::: RECORDS SHOWN :::
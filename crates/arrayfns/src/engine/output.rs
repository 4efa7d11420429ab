//! Owned kernel results.
//!
//! ## Purpose
//!
//! This module defines [`Array`], the owned row-major buffer with a shape
//! that kernels return, and [`Interpolated`], the precision-tagged result of
//! linear interpolation.
//!
//! ## Design notes
//!
//! * **Ownership**: Results are fresh buffers, never aliases of an input.
//! * **Ergonomics**: Implements `Display` for human-readable output.
//!
//! ## Invariants
//!
//! * `array.as_slice().len() == array.shape().size()`.
//!
//! ## Non-goals
//!
//! * This module does not perform calculations; it only stores results.

// Feature-gated imports
#[cfg(not(feature = "std"))]
use alloc::vec::Vec;

// External dependencies
use core::fmt::{Display, Formatter, Result as FmtResult};

// Internal dependencies
use crate::algorithms::interpolation::Precision;
use crate::engine::validator::Validator;
use crate::primitives::errors::ArrayError;
use crate::primitives::shape::{ArrayView, Shape};

// ============================================================================
// Array
// ============================================================================

/// Owned row-major buffer with a shape.
#[derive(Debug, Clone, PartialEq)]
pub struct Array<T> {
    data: Vec<T>,
    shape: Shape,
}

impl<T> Array<T> {
    /// Pair `data` with `shape`; the lengths must agree.
    pub fn new(data: Vec<T>, shape: Shape) -> Result<Self, ArrayError> {
        Validator::validate_buffer_len("array", &shape, data.len())?;
        Ok(Self { data, shape })
    }

    /// One-dimensional array over the whole vector.
    pub fn from_vec(data: Vec<T>) -> Self {
        let shape = Shape::vector(data.len());
        Self { data, shape }
    }

    /// Two-dimensional array. Callers guarantee `data.len() == rows * cols`.
    pub(crate) fn from_matrix(data: Vec<T>, rows: usize, cols: usize) -> Self {
        debug_assert_eq!(data.len(), rows * cols);
        Self {
            data,
            shape: Shape::matrix(rows, cols),
        }
    }

    /// Same elements under another shape of equal size.
    pub(crate) fn with_shape(data: Vec<T>, shape: Shape) -> Self {
        debug_assert_eq!(data.len(), shape.size());
        Self { data, shape }
    }

    /// The elements.
    #[inline]
    pub fn as_slice(&self) -> &[T] {
        &self.data
    }

    /// Consume the array and return its elements.
    pub fn into_vec(self) -> Vec<T> {
        self.data
    }

    /// The shape.
    #[inline]
    pub fn shape(&self) -> Shape {
        self.shape
    }

    /// Number of dimensions.
    #[inline]
    pub fn ndim(&self) -> usize {
        self.shape.ndim()
    }

    /// Number of elements.
    #[inline]
    pub fn len(&self) -> usize {
        self.data.len()
    }

    /// Whether the array holds no elements.
    #[inline]
    pub fn is_empty(&self) -> bool {
        self.data.is_empty()
    }

    /// Borrow as a view.
    pub fn view(&self) -> ArrayView<'_, T> {
        ArrayView::from_parts(&self.data, self.shape)
    }

    /// Element at a multi-dimensional index, or `None` when out of bounds.
    pub fn get(&self, index: &[usize]) -> Option<&T> {
        let dims = self.shape.dims();
        if index.len() != dims.len() {
            return None;
        }
        let mut flat = 0;
        for (&i, &d) in index.iter().zip(dims) {
            if i >= d {
                return None;
            }
            flat = flat * d + i;
        }
        self.data.get(flat)
    }

    /// Row `r` of a 2-D array.
    pub fn row(&self, r: usize) -> Option<&[T]> {
        if self.ndim() != 2 || r >= self.shape.dim(0) {
            return None;
        }
        let w = self.shape.dim(1);
        Some(&self.data[r * w..(r + 1) * w])
    }
}

impl<T: Display> Display for Array<T> {
    fn fmt(&self, f: &mut Formatter<'_>) -> FmtResult {
        writeln!(f, "Array {}:", self.shape)?;

        let width = if self.ndim() == 2 {
            self.shape.dim(1)
        } else {
            self.shape.size()
        };
        if width == 0 {
            return writeln!(f, "  []");
        }

        for row in self.data.chunks(width) {
            write!(f, "  [")?;
            for (i, v) in row.iter().enumerate() {
                if i > 0 {
                    write!(f, ", ")?;
                }
                write!(f, "{v}")?;
            }
            writeln!(f, "]")?;
        }
        Ok(())
    }
}

// ============================================================================
// Interpolation Result
// ============================================================================

/// Interpolated values at the precision the caller asked for.
#[derive(Debug, Clone, PartialEq)]
pub enum Interpolated {
    /// Single precision.
    Single(Array<f32>),

    /// Double precision.
    Double(Array<f64>),
}

impl Interpolated {
    /// Precision of the values.
    pub fn precision(&self) -> Precision {
        match self {
            Self::Single(_) => Precision::Single,
            Self::Double(_) => Precision::Double,
        }
    }

    /// Shape of the values; always the shape of the queries.
    pub fn shape(&self) -> Shape {
        match self {
            Self::Single(a) => a.shape(),
            Self::Double(a) => a.shape(),
        }
    }

    /// Single-precision values, if that is the precision.
    pub fn as_single(&self) -> Option<&Array<f32>> {
        match self {
            Self::Single(a) => Some(a),
            Self::Double(_) => None,
        }
    }

    /// Double-precision values, if that is the precision.
    pub fn as_double(&self) -> Option<&Array<f64>> {
        match self {
            Self::Double(a) => Some(a),
            Self::Single(_) => None,
        }
    }

    /// The values widened to double precision.
    pub fn to_f64_vec(&self) -> Vec<f64> {
        match self {
            Self::Single(a) => a.as_slice().iter().map(|&v| v as f64).collect(),
            Self::Double(a) => a.as_slice().to_vec(),
        }
    }
}

impl Display for Interpolated {
    fn fmt(&self, f: &mut Formatter<'_>) -> FmtResult {
        writeln!(f, "Interpolated ({}):", self.precision().typecode())?;
        match self {
            Self::Single(a) => write!(f, "{a}"),
            Self::Double(a) => write!(f, "{a}"),
        }
    }
}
:::
Each line that holds the word "engine" should be extracted from the records.

| EXERCISE ANSWER |
filename crates/arrayfns/src/engine/output.rs
use crate::engine::validator::Validator;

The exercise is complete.